Why I quit my job to hike for six months

A Kid in the Woods

I grew up in a small town in Michigan, so our family adventures consisted of summer car-camping trips to the State Park and an annual backpacking trip to Manitou Island. I was fortunate that my parents exposed us to the outdoors and to backpacking at an early age, even if I could only carry a few pounds in a pack made for a six-year-old. (Apparently I insisted on carrying the peanut butter and toilet paper).

A long-distance thru-hike, however, wouldn’t cross my radar until decades later.

A Life Calling

When it did, it became akin to a life calling for me. I have been informally entertaining thru-hiking the Appalachian Trail since 2014, when a coworker and her husband (I see you, Laurel & Eric!) quit their jobs to hike the AT. That was the first I had heard of thru-hiking. I was amazed at the audacity of it. The idea of thru-hiking the AT myself has stuck with me since. It started as a “someday, maybe…” bucket list item for me and has grown into something of an obsession. Over the past few years, I’ve spent hundreds of hours researching gear, reading books, watching YouTube videos, and daydreaming about what my own thru-hike might be like one day. And every year when hiking season came around, I came up with reasons why it wasn’t the year to do it. I told myself that work, finances, family and relationship obligations were all more important.

My Moment of Truth

Then in January of this year, my partner (Austin) and I decided it was now or never. We knew that if we put it off yet another year, we may never actually do it. When I broached my thru-hiking plans with a few friends and colleagues, a few people suggested waiting — doing it another time (for lots of very good reasons). But in those interactions, I got the kind of clarity you can only get in moments of truth: My heart sank, my stomach clenched, and I felt an overwhelming urge to cry. In those moments, I knew I wouldn’t be able to live with myself if I didn’t give the Appalachian Trail a shot. That meant quitting a job I love and stepping away from a life I had worked hard to build.

Ultimately, I’m hiking the AT this year because I’ve finally reached the point where if I don’t try, I know I’ll never be content with myself.

My list of “Why”

I’m also hiking it for a load of reasons. Like many type-A and well researched aspiring thru-hikers, I read Zach Davis’s book, “Appalachian Trials”, which aims to help prepare hikers for the mental and psychological challenges of hiking for six months. In it, he suggests making a list of all your reasons for hiking: your list of why. This list is meant to be a north star for completing your thru-hike, and to help prevent you from becoming one of the 75% of people who quit.

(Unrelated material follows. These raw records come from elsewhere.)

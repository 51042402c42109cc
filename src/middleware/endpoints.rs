use axum::{
    extract::{OriginalUri, Request, State},
    http::header::LOCATION,
    middleware::Next,
    response::{IntoResponse, Json, Response},
};
use tracing::debug;

use crate::engine::{Endpoint, EndpointRequest, EndpointResponse};
use crate::error::ApiError;
use crate::state::AppState;
use crate::types::{CurrentUser, ParsedQuery};

/// Largest custom endpoint request body that is buffered
pub const MAX_ENDPOINT_BODY: usize = 10 * 1024 * 1024;

const AUTH_PREFIX: &str = "/auth";

/// Path relative to the API prefix or `/auth`; None for paths outside both
pub fn relative_path(prefix: &str, path: &str) -> Option<String> {
    if prefix.is_empty() {
        return Some(path.to_string());
    }
    [prefix, AUTH_PREFIX].iter().find_map(|p| {
        let rest = path.strip_prefix(p)?;
        (rest.is_empty() || rest.starts_with('/')).then(|| rest.to_string())
    })
}

fn first_segment(relative: &str) -> &str {
    relative.trim_start_matches('/').split('/').next().unwrap_or_default()
}

/// Request classifier.
///
/// Paths naming a registered collection go on to the collection routes.
/// Anything else is offered to the engine's custom endpoints (exact path and
/// method); a request nothing claims continues down the router.
pub async fn route_custom_endpoints(State(state): State<AppState>, request: Request, next: Next) -> Response {
    let path = request
        .extensions()
        .get::<OriginalUri>()
        .map(|uri| uri.0.path().to_string())
        .unwrap_or_else(|| request.uri().path().to_string());

    let Some(relative) = relative_path(&state.settings.prefix, &path) else {
        return next.run(request).await;
    };
    if state.engine.has_collection(first_segment(&relative)) {
        return next.run(request).await;
    }

    let endpoint = state
        .engine
        .config()
        .endpoints
        .iter()
        .find(|e| e.matches(request.method(), &relative))
        .cloned();
    let Some(endpoint) = endpoint else {
        return next.run(request).await;
    };

    debug!("dispatching {} {} to custom endpoint", request.method(), relative);
    match invoke(endpoint, relative, request).await {
        Ok(response) => response,
        Err(e) => e.into_response(),
    }
}

async fn invoke(endpoint: Endpoint, path: String, request: Request) -> Result<Response, ApiError> {
    let (parts, body) = request.into_parts();
    let body = axum::body::to_bytes(body, MAX_ENDPOINT_BODY)
        .await
        .map_err(|e| ApiError::bad_request(format!("Failed to read request body: {}", e)))?;

    let query = match parts.extensions.get::<ParsedQuery>() {
        Some(parsed) => parsed.0.clone(),
        None => parts
            .uri
            .query()
            .map(crate::query::normalize_query)
            .unwrap_or_default(),
    };
    let user = parts.extensions.get::<CurrentUser>().and_then(|current| current.0.clone());

    let result = endpoint
        .handler
        .handle(EndpointRequest {
            method: parts.method,
            path,
            headers: parts.headers,
            query,
            user,
            body,
        })
        .await?;

    relay(result)
}

/// 3xx with a Location becomes a redirect; everything else relays status + JSON
fn relay(result: EndpointResponse) -> Result<Response, ApiError> {
    if result.status.is_redirection() {
        if let Some(location) = result.location() {
            return Ok((result.status, [(LOCATION, location.clone())]).into_response());
        }
    }

    let body = result
        .json()
        .map_err(|e| ApiError::internal(format!("Custom endpoint returned invalid JSON: {}", e)))?;
    Ok((result.status, Json(body)).into_response())
}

I share my list of “Why” in the hopes that putting it into the world makes it that much harder for me to quit on the AT, and quit on myself.

I’m hiking the AT because:

  • I want to start (and finish!) something ambitious and hard
  • I want to prove to myself that I can do it
  • I want to take myself less seriously, focus on what’s most important to me, and what matters most
  • I want to train myself to be more present, see challenges as opportunities, and appreciate smaller things in life
  • I want to learn to be happier with my life, and the process of living
  • I want to become less cynical
  • I want to experience the community of the Appalachian Trail
  • I want to experience and participate in random acts of kindness on the Trail
  • I thrive in a good challenge, even if I don’t enjoy all of it
  • The biggest challenges I’ve faced are also my proudest moments
  • I need to work through mental challenges, anxieties, and doubt more productively. That takes building new habits, and doing it again and again on the Trail
  • I’ll regret it if I don’t
  • I’ve wanted to do it for years. It’s time to follow-through.
  • “You gotta make it somehow on the dreams you still believe…” (my favorite Grateful Dead lyric)
  • I want to be a thru-hiker
  • I want to follow in my Dad’s footsteps (my dad walked to Florida from Michigan when he was 18)
  • I want to finish something that I can look back on forever and say “I did that” and be immensely proud of that
  • I want to be a happier, more grounded person
  • I want to have the adventure of a lifetime, with Austin
  • I want to unlock more creativity, figure out what excites me most, and where I want to go next personally and professionally

For friends and family reading this, please remind me of this list when I’m hungry, tired, grumpy, wet, cold and ready to call it quits. With your help and a little luck, maybe I’ll be part of the 25% club who finishes. At the very least, I’ll have given it my shot.

Affiliate Disclosure

This website contains affiliate links, which means The Trek may receive a percentage of any product or service you purchase using the links in the articles or advertisements. The buyer pays the same price as they would otherwise, and your purchase helps to support The Trek's ongoing goal to serve you quality backpacking advice and information. Thanks for your support!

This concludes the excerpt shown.